== What to work on ==
What is needed is the number of lines in the data below that include "installations", stated by itself.

== Study material ==

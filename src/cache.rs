use async_trait::async_trait;
use sqlx::postgres::PgPoolOptions;
use sqlx::PgPool;
use std::collections::HashMap;
use std::time::{Duration, SystemTime, UNIX_EPOCH};
use tokio::sync::Mutex;
use tokio::time::Instant;
use tracing::info;

#[derive(Debug, thiserror::Error)]
pub enum CacheError {
    #[error("cache backend failed: {0}")]
    Backend(#[from] sqlx::Error),
    #[error("cache payload invalid: {0}")]
    Payload(#[from] serde_json::Error),
}

pub fn cache_key(call_id: &str, tree_path: &str) -> String {
    format!("stage1:{}:{}", call_id, tree_path)
}

/// Transient storage for intermediate routing results, keyed by
/// (call id, tree path). A get after a put of the same key within the TTL
/// returns the stored bytes unchanged; concurrent puts for distinct keys are
/// fine.
#[async_trait]
pub trait RoutingCache: Send + Sync {
    async fn put(
        &self,
        call_id: &str,
        tree_path: &str,
        payload: &[u8],
        ttl: Duration,
    ) -> Result<(), CacheError>;
    async fn get(&self, call_id: &str, tree_path: &str) -> Result<Option<Vec<u8>>, CacheError>;
}

/// In-process backend for single-server installations and tests.
#[derive(Default)]
pub struct MemoryCache {
    entries: Mutex<HashMap<String, (Instant, Vec<u8>)>>,
}

impl MemoryCache {
    pub fn new() -> Self {
        Self::default()
    }
}

#[async_trait]
impl RoutingCache for MemoryCache {
    async fn put(
        &self,
        call_id: &str,
        tree_path: &str,
        payload: &[u8],
        ttl: Duration,
    ) -> Result<(), CacheError> {
        let mut entries = self.entries.lock().await;
        entries.insert(cache_key(call_id, tree_path), (Instant::now() + ttl, payload.to_vec()));
        Ok(())
    }

    async fn get(&self, call_id: &str, tree_path: &str) -> Result<Option<Vec<u8>>, CacheError> {
        let key = cache_key(call_id, tree_path);
        let mut entries = self.entries.lock().await;
        match entries.get(&key) {
            Some((deadline, payload)) if *deadline > Instant::now() => Ok(Some(payload.clone())),
            Some(_) => {
                entries.remove(&key);
                Ok(None)
            }
            None => Ok(None),
        }
    }
}

/// Shared backend for multi-server installations: a table in the relational
/// store that every routing daemon of the site can reach.
pub struct DbCache {
    pool: PgPool,
}

impl DbCache {
    pub async fn connect(url: &str) -> Result<Self, CacheError> {
        let pool = PgPoolOptions::new().max_connections(4).connect(url).await?;
        let cache = Self { pool };
        cache.ensure_table().await?;
        info!("connected to shared routing cache");
        Ok(cache)
    }

    async fn ensure_table(&self) -> Result<(), CacheError> {
        sqlx::query(
            "CREATE TABLE IF NOT EXISTS routing_cache (\
                cache_key TEXT PRIMARY KEY, \
                payload BYTEA NOT NULL, \
                expires_at BIGINT NOT NULL\
            )",
        )
        .execute(&self.pool)
        .await?;
        Ok(())
    }

    fn epoch_secs() -> i64 {
        SystemTime::now()
            .duration_since(UNIX_EPOCH)
            .map(|d| d.as_secs() as i64)
            .unwrap_or(0)
    }
}

#[async_trait]
impl RoutingCache for DbCache {
    async fn put(
        &self,
        call_id: &str,
        tree_path: &str,
        payload: &[u8],
        ttl: Duration,
    ) -> Result<(), CacheError> {
        let now = Self::epoch_secs();
        // Expired rows are reaped opportunistically on writes.
        sqlx::query("DELETE FROM routing_cache WHERE expires_at <= $1")
            .bind(now)
            .execute(&self.pool)
            .await?;
        sqlx::query(
            "INSERT INTO routing_cache (cache_key, payload, expires_at) VALUES ($1, $2, $3) \
             ON CONFLICT (cache_key) DO UPDATE SET payload = $2, expires_at = $3",
        )
        .bind(cache_key(call_id, tree_path))
        .bind(payload)
        .bind(now + ttl.as_secs() as i64)
        .execute(&self.pool)
        .await?;
        Ok(())
    }

    async fn get(&self, call_id: &str, tree_path: &str) -> Result<Option<Vec<u8>>, CacheError> {
        let row: Option<(Vec<u8>,)> =
            sqlx::query_as("SELECT payload FROM routing_cache WHERE cache_key = $1 AND expires_at > $2")
                .bind(cache_key(call_id, tree_path))
                .bind(Self::epoch_secs())
                .fetch_optional(&self.pool)
                .await?;
        Ok(row.map(|(payload,)| payload))
    }
}
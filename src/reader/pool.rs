// Shared reader pool for parent container handles
//
// Keeps one FileReader per registered parent container and bounds how many
// may hold an open OS handle at once, so a case with many images does not
// exceed OS file descriptor limits.

use std::collections::{HashMap, VecDeque};
use std::path::PathBuf;
use std::sync::{Arc, Mutex};
use tracing::{debug, trace};

use crate::error::{ContentError, ContentResult};

use super::FileReader;

/// Default maximum number of simultaneously open parent handles
pub const DEFAULT_MAX_OPEN_READERS: usize = 32;

/// Manages physical readers for all registered parent containers.
///
/// Readers are created lazily on first use; when the open limit is reached
/// the least recently used reader is dropped. A reader already handed out to
/// a caller stays usable - the pool only gives up its own reference.
pub struct ReaderPool {
    inner: Mutex<PoolInner>,
    max_open: usize,
}

struct PoolInner {
    /// Registered container paths (parent_id -> path)
    paths: HashMap<i64, PathBuf>,
    /// Currently pooled readers
    open: HashMap<i64, Arc<FileReader>>,
    /// LRU queue over pooled readers
    lru: VecDeque<i64>,
}

impl ReaderPool {
    pub fn new(max_open: usize) -> Self {
        Self {
            inner: Mutex::new(PoolInner {
                paths: HashMap::new(),
                open: HashMap::new(),
                lru: VecDeque::new(),
            }),
            max_open,
        }
    }

    pub fn with_default_limit() -> Self {
        Self::new(DEFAULT_MAX_OPEN_READERS)
    }

    /// Register a parent container's backing path.
    pub fn register(&self, parent_id: i64, path: impl Into<PathBuf>) {
        let mut inner = self.inner.lock().unwrap();
        inner.paths.insert(parent_id, path.into());
    }

    /// Get the reader for a parent container, creating it if necessary.
    pub fn get(&self, parent_id: i64) -> ContentResult<Arc<FileReader>> {
        let mut inner = self.inner.lock().unwrap();

        // Already pooled - move to front of LRU queue
        if let Some(reader) = inner.open.get(&parent_id) {
            let reader = Arc::clone(reader);
            inner.lru.retain(|&id| id != parent_id);
            inner.lru.push_front(parent_id);
            trace!(parent_id, "Reader pool hit");
            return Ok(reader);
        }

        let path = inner
            .paths
            .get(&parent_id)
            .cloned()
            .ok_or(ContentError::MissingParent(parent_id))?;

        // Evict the least recently used reader if at capacity
        if inner.open.len() >= self.max_open {
            if let Some(lru_id) = inner.lru.pop_back() {
                trace!(lru_id, "Evicting LRU reader");
                inner.open.remove(&lru_id);
            }
        }

        debug!(parent_id, ?path, "Creating reader for parent container");
        let reader = Arc::new(FileReader::new(path));
        inner.open.insert(parent_id, Arc::clone(&reader));
        inner.lru.push_front(parent_id);

        Ok(reader)
    }

    /// Number of registered parent containers.
    pub fn registered_count(&self) -> usize {
        self.inner.lock().unwrap().paths.len()
    }

    /// Number of readers currently pooled.
    pub fn open_count(&self) -> usize {
        self.inner.lock().unwrap().open.len()
    }

    /// Drop all pooled readers. Registered paths are kept.
    pub fn close_all(&self) {
        let mut inner = self.inner.lock().unwrap();
        inner.open.clear();
        inner.lru.clear();
    }
}

#[cfg(test)]
mod tests {
    use super::*;
    use std::fs::File;
    use std::io::Write;
    use tempfile::TempDir;

    #[test]
    fn test_pool_basic() {
        let temp_dir = TempDir::new().unwrap();
        let pool = ReaderPool::new(3);

        for i in 0..5i64 {
            let path = temp_dir.path().join(format!("image_{}.dd", i));
            let mut file = File::create(&path).unwrap();
            file.write_all(&[i as u8; 100]).unwrap();
            pool.register(i, path);
        }

        assert_eq!(pool.registered_count(), 5);
        assert_eq!(pool.open_count(), 0);

        pool.get(0).unwrap();
        pool.get(1).unwrap();
        pool.get(2).unwrap();
        assert_eq!(pool.open_count(), 3);

        // A 4th reader evicts the LRU (parent 0)
        pool.get(3).unwrap();
        assert_eq!(pool.open_count(), 3);

        // Re-fetching parent 1 still hits the pool
        pool.get(1).unwrap();
        assert_eq!(pool.open_count(), 3);
    }

    #[test]
    fn test_pool_unknown_parent() {
        let pool = ReaderPool::with_default_limit();
        assert!(matches!(
            pool.get(42),
            Err(ContentError::MissingParent(42))
        ));
    }

    #[test]
    fn test_close_all_releases_handles() {
        let temp_dir = TempDir::new().unwrap();
        let pool = ReaderPool::with_default_limit();

        for i in 0..2i64 {
            let path = temp_dir.path().join(format!("image_{}.dd", i));
            let mut file = File::create(&path).unwrap();
            file.write_all(b"data").unwrap();
            pool.register(i, path);
        }
        pool.get(0).unwrap();
        pool.get(1).unwrap();
        assert_eq!(pool.open_count(), 2);

        pool.close_all();
        assert_eq!(pool.open_count(), 0);
        assert_eq!(pool.registered_count(), 2);

        // Registrations survive; readers come back lazily
        pool.get(0).unwrap();
        assert_eq!(pool.open_count(), 1);
    }

    #[test]
    fn test_evicted_reader_stays_usable() {
        let temp_dir = TempDir::new().unwrap();
        let pool = ReaderPool::new(1);

        for i in 0..2i64 {
            let path = temp_dir.path().join(format!("image_{}.dd", i));
            let mut file = File::create(&path).unwrap();
            file.write_all(b"hello world").unwrap();
            pool.register(i, path);
        }

        let first = pool.get(0).unwrap();
        pool.get(1).unwrap(); // evicts parent 0 from the pool

        use crate::reader::PhysicalReader;
        let mut buf = [0u8; 5];
        assert_eq!(first.read_at(0, &mut buf).unwrap(), 5);
        assert_eq!(&buf, b"hello");
    }
}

== Answer for this exercise ==
2